Please check out the five tips below to prepare for an RV adventure with your beloved dog.
Just as you have a specific list of things you need to take for all of the human travelers, you should have a similar list for any dogs who will be making the journey. They need to have all of the same basics they have at home, including food, treats, a water dish, toys, etc. Your pet’s needs aren’t going to change just because you are on a vacation, so be sure to bring along everything that is needed for their daily care.
#2 – Are Pets Allowed?
You love your pets – but not everyone is going to feel the same way. Before you make reservations at a campground, make sure dogs are allowed on the property. In addition to making sure you can bring your dog, find out if you will have to pay an extra fee to do so. There are tons of campgrounds that do allow pets, but you don’t want to assume and wind up without a place to stay.
#3 – RVs Can Get Hot
If you are going to be out doing things that you will not be bringing your dog for, make sure they have a comfortable and safe place to stay. During the warm summer months, leaving your pet in the RV all day long is probably not a good idea. An RV might not heat up as quickly as a small car left in the sun, but it can certainly get hot in there over the course of the day. Don’t leave your dog in a dangerous situation by leaving them alone in hot weather.
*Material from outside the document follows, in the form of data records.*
//! Disassembler for Z80 programs.
//!
//! Converts decoded instructions and raw images back to readable assembly.
//! The output syntax is accepted by the assembler.

use crate::cpu::decode::{decode, encode, Instruction, Op, Target};
use crate::cpu::{Memory, MEMORY_SIZE};

/// One line of a listing.
#[derive(Debug, Clone, PartialEq, Eq)]
pub struct DisasmLine {
    pub address: u16,
    pub bytes: Vec<u8>,
    pub text: String,
}

/// Disassemble a single instruction to text.
pub fn disassemble_instruction(instr: &Instruction) -> String {
    let operand = instr.operand;
    match instr.op {
        Op::Nop => "NOP".to_string(),
        Op::Halt => "HALT".to_string(),
        Op::Scf => "SCF".to_string(),

        // Loads
        Op::LdImm(reg) => format!("LD {}, {}", reg.name(), byte(operand.byte())),
        Op::LdPairImm(pair) => format!("LD {}, {}", pair.name(), word(operand.word())),
        Op::StoreA(pair) => format!("LD ({}), A", pair.name()),
        Op::StoreHl(reg) => format!("LD (HL), {}", reg.name()),
        Op::LdIA => "LD I, A".to_string(),
        Op::LdRA => "LD R, A".to_string(),

        // Arithmetic
        Op::Add(reg) => format!("ADD A, {}", reg.name()),
        Op::Sub(reg) => format!("SUB {}", reg.name()),
        Op::AdcHl(pair) => format!("ADC HL, {}", pair.name()),
        Op::SbcHl(pair) => format!("SBC HL, {}", pair.name()),

        // Rotate / bit
        Op::Shift(op, target) => format!("{} {}", op.mnemonic(), format_target(target)),
        Op::Bit(bit, target) => format!("BIT {}, {}", bit, format_target(target)),

        // Index
        Op::LdIndexImm(reg) => format!("LD {}, {}", reg.name(), word(operand.word())),
        Op::StoreIndexed(reg) => format!("LD {}, A", indexed(reg.name(), operand.offset())),
        Op::SubIndexed(reg) => format!("SUB {}", indexed(reg.name(), operand.offset())),
        Op::BitIndexed(reg, bit) => format!("BIT {}, {}", bit, indexed(reg.name(), operand.offset())),

        // Control
        Op::Jp => format!("JP {}", word(operand.word())),
        Op::Jr => format!("JR {:+}", operand.offset()),
        Op::Call => format!("CALL {}", word(operand.word())),
        Op::Ret => "RET".to_string(),

        Op::Unknown(..) => {
            let bytes = encode(instr).unwrap_or_default();
            format!("??? {}", hex_bytes(&bytes))
        }
    }
}

/// Disassemble `count` consecutive instructions starting at `start`.
pub fn disassemble_from(mem: &Memory, start: u16, count: usize) -> Vec<DisasmLine> {
    let mut lines = Vec::with_capacity(count);
    let mut addr = start;
    for _ in 0..count {
        let line = disassemble_at(mem, addr);
        addr = addr.wrapping_add(line.bytes.len() as u16);
        lines.push(line);
    }
    lines
}

/// Disassemble the instruction at `addr`.
pub fn disassemble_at(mem: &Memory, addr: u16) -> DisasmLine {
    let decoded = decode(mem, addr);
    let bytes = (0..decoded.length)
        .map(|i| mem.read(addr.wrapping_add(i)))
        .collect();
    let mut text = disassemble_instruction(&decoded.instruction);
    if decoded.instruction.op == Op::Jr {
        let target = addr
            .wrapping_add(decoded.length)
            .wrapping_add(decoded.instruction.operand.offset() as i16 as u16);
        text.push_str(&format!("  ; {}", word(target)));
    }
    DisasmLine { address: addr, bytes, text }
}

/// Disassemble a raw image loaded at `origin` into a listing.
///
/// Bytes that would fall past 0xFFFF are ignored.
pub fn disassemble(image: &[u8], origin: u16) -> String {
    let fit = image.len().min(MEMORY_SIZE - origin as usize);
    let mut mem = Memory::new();
    // The slice is clamped to the space above `origin`, so this cannot fail.
    let _ = mem.load_program(origin as usize, &image[..fit]);

    let mut output = String::new();
    output.push_str("; Z80 Disassembly\n");
    output.push_str("; ---------------\n\n");

    let end = origin as usize + fit;
    let mut addr = origin as usize;
    while addr < end {
        let line = disassemble_at(&mem, addr as u16);
        output.push_str(&format!(
            "{:04X}: {:<12} {}\n",
            line.address,
            hex_bytes(&line.bytes),
            line.text
        ));
        addr += line.bytes.len();
    }

    output
}

fn format_target(target: Target) -> String {
    match target {
        Target::Reg(reg) => reg.name().to_string(),
        Target::IndirectHl => "(HL)".to_string(),
    }
}

fn indexed(reg: &str, displacement: i8) -> String {
    format!("({}{:+})", reg, displacement)
}

fn byte(value: u8) -> String {
    format!("${:02X}", value)
}

fn word(value: u16) -> String {
    format!("${:04X}", value)
}

fn hex_bytes(bytes: &[u8]) -> String {
    bytes
        .iter()
        .map(|b| format!("{:02X}", b))
        .collect::<Vec<_>>()
        .join(" ")
}
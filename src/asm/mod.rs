//! Assembler and disassembler for Z80 programs.
//!
//! This module provides:
//! - A simple two-pass assembler (text → raw binary image)
//! - A disassembler (binary image → readable text)

pub mod assembler;
pub mod disasm;

pub use assembler::{assemble, AssemblerError};
pub use disasm::{disassemble, disassemble_from, disassemble_instruction, DisasmLine};
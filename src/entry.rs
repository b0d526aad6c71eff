use byteorder::{ReadBytesExt, WriteBytesExt, LE};
use std::io::{Read, Seek, SeekFrom, Write};

use crate::compression::{self, Compression, OodleAdapter};
use crate::error::{Error, Result};

const BLOCK_SIZE_ESCAPE: u32 = 0x3F;

/// A byte range of a compressed block, relative to the start of the entry's
/// on-disk header (i.e. `entry_offset + block.start` is the absolute file
/// position of the block's compressed bytes).
#[derive(Debug, Clone, Copy, PartialEq, Eq)]
pub struct Block {
    pub start: u64,
    pub end: u64,
}

impl Block {
    pub fn len(&self) -> u64 {
        self.end - self.start
    }

    pub fn is_empty(&self) -> bool {
        self.end == self.start
    }
}

fn align(value: u64, alignment: u64) -> u64 {
    if alignment <= 1 {
        return value;
    }
    value.div_ceil(alignment) * alignment
}

/// One entry's metadata: everything needed to locate and decode its payload,
/// absent the payload bytes themselves (those load lazily).
#[derive(Debug, Clone)]
pub struct Entry {
    pub offset: u64,
    pub compressed: u64,
    pub uncompressed: u64,
    pub compression: Compression,
    pub compression_block_size: u32,
    pub blocks: Option<Vec<Block>>,
    pub hash: [u8; 20],
    pub(crate) data: Option<Vec<u8>>,
}

impl Entry {
    /// Size in bytes of the in-file header that prefixes an entry's payload.
    pub fn file_header_size(compressed: bool, block_count: u32) -> u64 {
        53 + if compressed { 16 * block_count as u64 + 4 } else { 0 }
    }

    /// Decodes one entry's compact metadata record from the encoded-entries
    /// blob, resolving `compression_index` against the archive's method
    /// table (index 0 is always [`Compression::None`]).
    pub fn decode_meta<R: Read>(reader: &mut R, methods: &[Compression]) -> Result<Self> {
        let flags = reader.read_u32::<LE>()?;

        let compression_index = ((flags >> 23) & 0x3F) as usize;
        let encrypted = (flags >> 22) & 1 != 0;
        let block_count = (flags >> 6) & 0xFFFF;
        let block_size_code = flags & 0x3F;

        let block_size = if block_size_code == BLOCK_SIZE_ESCAPE {
            reader.read_u32::<LE>()?
        } else {
            block_size_code << 11
        };

        let offset = if (flags >> 31) & 1 != 0 {
            reader.read_u32::<LE>()? as u64
        } else {
            reader.read_u64::<LE>()?
        };

        if (flags >> 30) & 1 == 0 {
            return Err(Error::Other("entry missing required uncompressed-size bit".into()));
        }
        let uncompressed = reader.read_u32::<LE>()? as u64;

        if encrypted {
            return Err(Error::Encrypted);
        }

        let compression = methods.get(compression_index).copied().ok_or_else(|| {
            Error::Other(format!("compression slot {compression_index} out of range"))
        })?;

        if compression == Compression::None {
            return Ok(Entry {
                offset,
                compressed: uncompressed,
                uncompressed,
                compression,
                compression_block_size: 0,
                blocks: None,
                hash: [0; 20],
                data: None,
            });
        }

        if (flags >> 29) & 1 == 0 {
            return Err(Error::Other("entry missing required compressed-size bit".into()));
        }
        let compressed = reader.read_u32::<LE>()? as u64;

        let blocks = if block_count > 0 {
            let header_size = Self::file_header_size(true, block_count);
            if block_count == 1 {
                Some(vec![Block {
                    start: header_size,
                    end: header_size + compressed,
                }])
            } else {
                let mut blocks = Vec::with_capacity(block_count as usize);
                let mut running = header_size;
                for _ in 0..block_count {
                    let end_delta = reader.read_i32::<LE>()? as u64;
                    let start = running;
                    let end = start + end_delta;
                    running += align(end - start, 1);
                    blocks.push(Block { start, end });
                }
                Some(blocks)
            }
        } else {
            None
        };

        Ok(Entry {
            offset,
            compressed,
            uncompressed,
            compression,
            compression_block_size: block_size,
            blocks,
            hash: [0; 20],
            data: None,
        })
    }

    /// Encodes this entry's compact metadata record, resolving
    /// [`Self::compression`] to `compression_index` within `methods`.
    pub fn encode_meta<W: Write>(&self, writer: &mut W, compression_index: u32) -> Result<()> {
        let block_count = self.blocks.as_ref().map_or(0, |b| b.len() as u32);

        let mut flags: u32 = 0;
        flags |= ((self.offset < u32::MAX as u64) as u32) << 31;
        flags |= 1 << 30;
        flags |= ((self.compression != Compression::None) as u32) << 29;
        flags |= (compression_index & 0x3F) << 23;

        let block_size_code = if block_count > 0 {
            flags |= (block_count & 0xFFFF) << 6;
            BLOCK_SIZE_ESCAPE
        } else {
            (self.compression_block_size >> 11) & 0x3F
        };
        flags |= block_size_code;

        writer.write_u32::<LE>(flags)?;
        if block_size_code == BLOCK_SIZE_ESCAPE {
            writer.write_u32::<LE>(self.compression_block_size)?;
        }

        if self.offset < u32::MAX as u64 {
            writer.write_u32::<LE>(self.offset as u32)?;
        } else {
            writer.write_u64::<LE>(self.offset)?;
        }

        writer.write_u32::<LE>(self.uncompressed as u32)?;

        if self.compression == Compression::None {
            return Ok(());
        }

        writer.write_u32::<LE>(self.compressed as u32)?;

        if let Some(blocks) = &self.blocks {
            if blocks.len() >= 2 {
                for block in blocks {
                    writer.write_i32::<LE>((block.end - block.start) as i32)?;
                }
            }
        }

        Ok(())
    }

    /// Reads the in-file header that prefixes this entry's payload and
    /// returns the resolved compression method and block table, discarding
    /// the reserved offset/flags fields (the index already carries the
    /// authoritative copies).
    pub fn read_file_header<R: Read>(reader: &mut R, methods: &[Compression]) -> Result<Entry> {
        let _offset = reader.read_i64::<LE>()?;
        let compressed = reader.read_i64::<LE>()? as u64;
        let uncompressed = reader.read_i64::<LE>()? as u64;
        let method_index = reader.read_i32::<LE>()? as usize;
        let mut hash = [0u8; 20];
        reader.read_exact(&mut hash)?;
        let compression = methods.get(method_index).copied().ok_or_else(|| {
            Error::Other(format!("compression slot {method_index} out of range"))
        })?;
        let blocks = if compression != Compression::None {
            let block_count = reader.read_i32::<LE>()? as usize;
            let mut blocks = Vec::with_capacity(block_count);
            for _ in 0..block_count {
                let start = reader.read_i64::<LE>()? as u64;
                let end = reader.read_i64::<LE>()? as u64;
                blocks.push(Block { start, end });
            }
            Some(blocks)
        } else {
            None
        };
        let _flags = reader.read_u8()?;
        let compression_block_size = reader.read_u32::<LE>()?;
        Ok(Entry {
            offset: 0,
            compressed,
            uncompressed,
            compression,
            compression_block_size,
            blocks,
            hash,
            data: None,
        })
    }

    /// Writes this entry's in-file header.
    pub fn write_file_header<W: Write>(&self, writer: &mut W, method_index: u32) -> Result<()> {
        writer.write_i64::<LE>(0)?;
        writer.write_i64::<LE>(self.compressed as i64)?;
        writer.write_i64::<LE>(self.uncompressed as i64)?;
        writer.write_i32::<LE>(method_index as i32)?;
        writer.write_all(&self.hash)?;
        if self.compression != Compression::None {
            let blocks = self.blocks.as_deref().unwrap_or_default();
            writer.write_i32::<LE>(blocks.len() as i32)?;
            for block in blocks {
                writer.write_i64::<LE>(block.start as i64)?;
                writer.write_i64::<LE>(block.end as i64)?;
            }
        }
        writer.write_u8(0)?;
        writer.write_u32::<LE>(self.compression_block_size)?;
        Ok(())
    }

    /// Loads this entry's payload from `reader`, positioned anywhere (the
    /// absolute file offset is `self.offset`), decompressing block by block.
    ///
    /// Re-parses the in-file header at `self.offset` via
    /// [`Self::read_file_header`] to validate it against the index's own
    /// copy of the size fields before trusting either.
    pub fn load_data<R: Read + Seek>(
        &self,
        reader: &mut R,
        methods: &[Compression],
        oodle: Option<&dyn OodleAdapter>,
    ) -> Result<Vec<u8>> {
        reader.seek(SeekFrom::Start(self.offset))?;
        let on_disk = Self::read_file_header(reader, methods)?;
        if on_disk.compressed != self.compressed || on_disk.uncompressed != self.uncompressed {
            log::warn!(
                "entry header at offset {} disagrees with index: on-disk compressed={} uncompressed={}, index compressed={} uncompressed={}",
                self.offset, on_disk.compressed, on_disk.uncompressed, self.compressed, self.uncompressed
            );
        }

        if self.compression == Compression::None {
            let mut buf = vec![0u8; self.uncompressed as usize];
            reader.read_exact(&mut buf)?;
            return Ok(buf);
        }

        let mut out = vec![0u8; self.uncompressed as usize];
        let blocks = self
            .blocks
            .as_ref()
            .ok_or_else(|| Error::Other("compressed entry missing block table".into()))?;
        let block_size = self.compression_block_size as usize;
        let mut written = 0usize;
        for block in blocks {
            reader.seek(SeekFrom::Start(self.offset + block.start))?;
            let mut compressed = vec![0u8; block.len() as usize];
            reader.read_exact(&mut compressed)?;
            let remaining = out.len() - written;
            let this_block_len = block_size.min(remaining);
            compression::decompress_block(
                self.compression,
                &compressed,
                &mut out[written..written + this_block_len],
                oodle,
            )?;
            written += this_block_len;
        }
        Ok(out)
    }

    /// Compresses `data` (if this entry uses compression), writes the
    /// in-file header and payload to `writer` at its current position, and
    /// returns a fully-populated `Entry` (with `offset` set to
    /// `file_offset`) ready to be indexed.
    #[allow(clippy::too_many_arguments)]
    pub fn save_data<W: Write>(
        writer: &mut W,
        file_offset: u64,
        compression: Compression,
        compression_block_size: u32,
        method_index: u32,
        data: &[u8],
        oodle: Option<&dyn OodleAdapter>,
    ) -> Result<Entry> {
        use sha1::{Digest, Sha1};

        let uncompressed = data.len() as u64;

        let (stored, blocks) = if compression == Compression::None {
            (data.to_vec(), None)
        } else {
            let block_size = compression_block_size.max(1) as usize;
            let chunks: Vec<&[u8]> = data.chunks(block_size).collect();
            let block_count = chunks.len().max(1) as u32;
            let header_size = Entry::file_header_size(true, block_count);
            let mut stored = Vec::new();
            let mut blocks = Vec::with_capacity(chunks.len());
            let mut running = header_size;
            for chunk in chunks.iter().copied() {
                let compressed_chunk = compression::compress_block(compression, chunk, oodle)?;
                let start = running;
                let end = start + compressed_chunk.len() as u64;
                blocks.push(Block { start, end });
                running += align(end - start, 1);
                stored.extend_from_slice(&compressed_chunk);
            }
            (stored, Some(blocks))
        };

        let mut hasher = Sha1::new();
        hasher.update(&stored);
        let hash: [u8; 20] = hasher.finalize().into();

        let entry = Entry {
            offset: file_offset,
            compressed: stored.len() as u64,
            uncompressed,
            compression,
            compression_block_size,
            blocks,
            hash,
            data: None,
        };

        entry.write_file_header(writer, method_index)?;
        writer.write_all(&stored)?;

        Ok(entry)
    }
}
#4 – Update Tag Information
Even if you are a responsible dog owner, there is still the chance that your pet will get away from your campsite. If that happens, it is important that the pet is wearing his or her tags – and the tags are updated with current contact information. This step will only take a few minutes before your trip, and it can be tremendously helpful should your dog happen to get out.
#5 – Watch for Wild Animals
When camping in an area that is known to contain wild animals, you will need to be extra careful when letting your dog outside. A domesticated dog is no match for a wild animal, so your pet needs you to protect it from dangers like bears, cougars, and other dangerous animals. Only allow your dog to go outside during daylight hours in such areas, and always be by his or her side for safety.